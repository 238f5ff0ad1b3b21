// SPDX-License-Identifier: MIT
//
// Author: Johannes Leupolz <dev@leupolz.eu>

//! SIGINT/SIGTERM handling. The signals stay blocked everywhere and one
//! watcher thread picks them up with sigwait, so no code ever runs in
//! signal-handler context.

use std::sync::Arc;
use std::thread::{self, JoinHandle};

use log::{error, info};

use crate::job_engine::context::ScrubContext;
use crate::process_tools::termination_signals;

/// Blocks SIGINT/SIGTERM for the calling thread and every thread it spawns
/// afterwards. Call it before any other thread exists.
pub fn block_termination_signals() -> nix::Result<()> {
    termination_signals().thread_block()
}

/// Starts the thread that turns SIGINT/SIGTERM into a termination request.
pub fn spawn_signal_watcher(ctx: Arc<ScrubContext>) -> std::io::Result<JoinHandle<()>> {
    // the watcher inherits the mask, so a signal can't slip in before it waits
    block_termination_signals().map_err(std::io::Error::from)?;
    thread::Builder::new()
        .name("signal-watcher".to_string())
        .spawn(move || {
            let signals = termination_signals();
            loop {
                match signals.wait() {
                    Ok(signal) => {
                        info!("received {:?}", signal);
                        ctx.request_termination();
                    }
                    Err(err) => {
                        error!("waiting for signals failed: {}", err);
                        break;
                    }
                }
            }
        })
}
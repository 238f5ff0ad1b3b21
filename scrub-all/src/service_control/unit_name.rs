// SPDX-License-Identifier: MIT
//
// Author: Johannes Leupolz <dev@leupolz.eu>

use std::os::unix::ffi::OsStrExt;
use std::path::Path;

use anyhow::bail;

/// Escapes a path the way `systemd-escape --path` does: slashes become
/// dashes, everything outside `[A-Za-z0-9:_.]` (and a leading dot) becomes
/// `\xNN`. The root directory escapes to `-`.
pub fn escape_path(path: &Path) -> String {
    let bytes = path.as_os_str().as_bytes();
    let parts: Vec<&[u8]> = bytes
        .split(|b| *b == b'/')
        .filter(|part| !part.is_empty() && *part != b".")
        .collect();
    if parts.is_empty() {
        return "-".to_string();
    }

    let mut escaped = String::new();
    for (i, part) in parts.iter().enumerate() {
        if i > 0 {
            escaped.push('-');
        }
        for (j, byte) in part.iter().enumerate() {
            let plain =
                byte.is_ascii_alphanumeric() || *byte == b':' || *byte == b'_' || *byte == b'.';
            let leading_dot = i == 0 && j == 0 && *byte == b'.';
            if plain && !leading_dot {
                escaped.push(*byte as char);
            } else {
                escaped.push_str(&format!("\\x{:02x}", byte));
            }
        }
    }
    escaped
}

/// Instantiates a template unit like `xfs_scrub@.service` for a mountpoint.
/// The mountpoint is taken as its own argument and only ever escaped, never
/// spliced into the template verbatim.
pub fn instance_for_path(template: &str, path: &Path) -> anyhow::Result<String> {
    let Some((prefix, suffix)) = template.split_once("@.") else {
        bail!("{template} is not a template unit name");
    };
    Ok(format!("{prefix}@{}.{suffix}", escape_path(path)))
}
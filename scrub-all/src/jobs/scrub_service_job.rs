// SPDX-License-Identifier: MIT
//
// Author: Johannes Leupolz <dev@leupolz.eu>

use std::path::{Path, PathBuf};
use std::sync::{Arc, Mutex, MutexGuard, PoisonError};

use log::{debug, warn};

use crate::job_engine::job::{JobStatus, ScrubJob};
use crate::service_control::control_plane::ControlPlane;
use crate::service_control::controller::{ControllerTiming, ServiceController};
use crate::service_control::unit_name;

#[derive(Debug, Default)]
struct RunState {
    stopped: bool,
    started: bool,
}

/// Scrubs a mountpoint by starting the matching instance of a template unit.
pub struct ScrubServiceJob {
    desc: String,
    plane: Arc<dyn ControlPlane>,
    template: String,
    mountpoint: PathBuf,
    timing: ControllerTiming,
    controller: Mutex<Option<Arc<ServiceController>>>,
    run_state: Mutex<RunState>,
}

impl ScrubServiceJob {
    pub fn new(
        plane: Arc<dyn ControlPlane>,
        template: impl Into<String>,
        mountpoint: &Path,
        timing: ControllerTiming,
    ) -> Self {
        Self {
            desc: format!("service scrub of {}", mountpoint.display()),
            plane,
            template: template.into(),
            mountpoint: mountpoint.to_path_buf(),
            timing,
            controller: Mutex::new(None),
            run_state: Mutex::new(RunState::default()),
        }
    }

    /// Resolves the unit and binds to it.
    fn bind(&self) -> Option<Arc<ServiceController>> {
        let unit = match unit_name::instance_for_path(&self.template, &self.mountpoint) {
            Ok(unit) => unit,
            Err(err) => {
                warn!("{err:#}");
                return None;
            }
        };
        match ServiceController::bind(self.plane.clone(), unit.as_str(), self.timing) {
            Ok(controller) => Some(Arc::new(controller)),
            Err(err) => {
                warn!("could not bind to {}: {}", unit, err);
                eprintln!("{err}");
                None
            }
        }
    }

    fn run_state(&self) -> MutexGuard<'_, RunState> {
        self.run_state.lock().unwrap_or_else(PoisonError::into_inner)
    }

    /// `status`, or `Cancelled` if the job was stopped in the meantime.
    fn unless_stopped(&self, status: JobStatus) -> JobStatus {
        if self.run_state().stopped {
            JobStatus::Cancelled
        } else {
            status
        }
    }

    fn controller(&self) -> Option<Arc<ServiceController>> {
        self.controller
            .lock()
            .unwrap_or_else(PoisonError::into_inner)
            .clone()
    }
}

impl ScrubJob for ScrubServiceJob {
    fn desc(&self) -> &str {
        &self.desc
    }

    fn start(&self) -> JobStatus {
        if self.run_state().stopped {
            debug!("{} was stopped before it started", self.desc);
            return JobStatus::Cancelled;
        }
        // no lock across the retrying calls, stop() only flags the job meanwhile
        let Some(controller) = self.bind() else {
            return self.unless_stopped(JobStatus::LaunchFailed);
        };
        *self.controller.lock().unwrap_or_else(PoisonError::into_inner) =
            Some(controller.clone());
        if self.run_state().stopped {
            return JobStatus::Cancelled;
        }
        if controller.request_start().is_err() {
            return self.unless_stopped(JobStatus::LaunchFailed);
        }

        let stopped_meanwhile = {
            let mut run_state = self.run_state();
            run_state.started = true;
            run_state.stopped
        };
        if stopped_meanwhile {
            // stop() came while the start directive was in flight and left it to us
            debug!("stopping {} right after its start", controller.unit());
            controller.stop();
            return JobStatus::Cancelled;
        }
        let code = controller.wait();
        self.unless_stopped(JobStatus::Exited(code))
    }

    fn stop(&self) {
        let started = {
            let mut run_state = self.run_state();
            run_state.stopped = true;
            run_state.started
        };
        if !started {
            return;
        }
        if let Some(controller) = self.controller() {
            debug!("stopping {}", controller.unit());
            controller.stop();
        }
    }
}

::::::::

Lines containing the word "struct" are to be counted in the listing; state their number alone.

2